映画『バティモン5 望まれざる者』
【監督・脚本】ラジ・リ(『レ・ミゼラブル』)
【出演】アンタ・ディアウ、アレクシス・マネンティ、アリストート・ルインドゥラ、スティーヴ・ティアンチュー、オレリア・プティ、ジャンヌ・バリバール
2023年/フランス・ベルギー/シネマスコープ/105分/カラー/仏語・英語・亜語/5.1ch
【原題】BÂTIMENT 5 【字幕翻訳】宮坂愛 【映倫区分】G
【配給】STAR CHANNEL MOVIES【後援】在日フランス大使館/アンスティチュ・フランセ
© SRAB FILMS - LYLY FILMS - FRANCE 2 CINÉMA - PANACHE PRODUCTIONS - LA COMPAGNIE CINÉMATOGRAPHIQUE – 2023
5月24日(金)新宿武蔵野館、ヒューマントラストシネマ有楽町ほか全国公開
『バティモン5 望まれざる者』の“バティモン5”とは、パリ郊外の再開発対象エリアの10階建て居住地の通称。
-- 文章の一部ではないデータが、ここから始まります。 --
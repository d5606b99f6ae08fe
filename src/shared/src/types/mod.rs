//! Shared type definitions for ContentCraft AI
//!
//! Data-model records owned by persistence and the JSON envelopes shared by
//! every HTTP surface.

pub mod api;
pub mod blog;
pub mod settings;

pub use api::{ErrorResponse, HealthStatus};
pub use blog::{BlogRecord, BlogUpdate, HeroImage, NewBlogRecord};
pub use settings::{ContentLength, ExportFormat, Profile, Settings, Theme};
そこに住む人たちを追い出したい行政と住人たちの対立を描いた『バティモン5 望まれざる者』。ラ・ジリ監督は前作『レ・ミゼラブル』(2019年)でもパリ郊外の犯罪多発地区での少年たちと犯罪防止班の対立、衝突を描き、第72回カンヌ国際映画祭で審査員特別賞を受賞した。『バティモン5 望まれざる者』と『レ・ミゼラブル』は軸となっているテーマや、フィクションでありつつノンフィクションのようなリアリティは共通しているが、『バティモン5 望まれざる者』は群像劇と言っていいほど一人一人のキャラクターが活きている。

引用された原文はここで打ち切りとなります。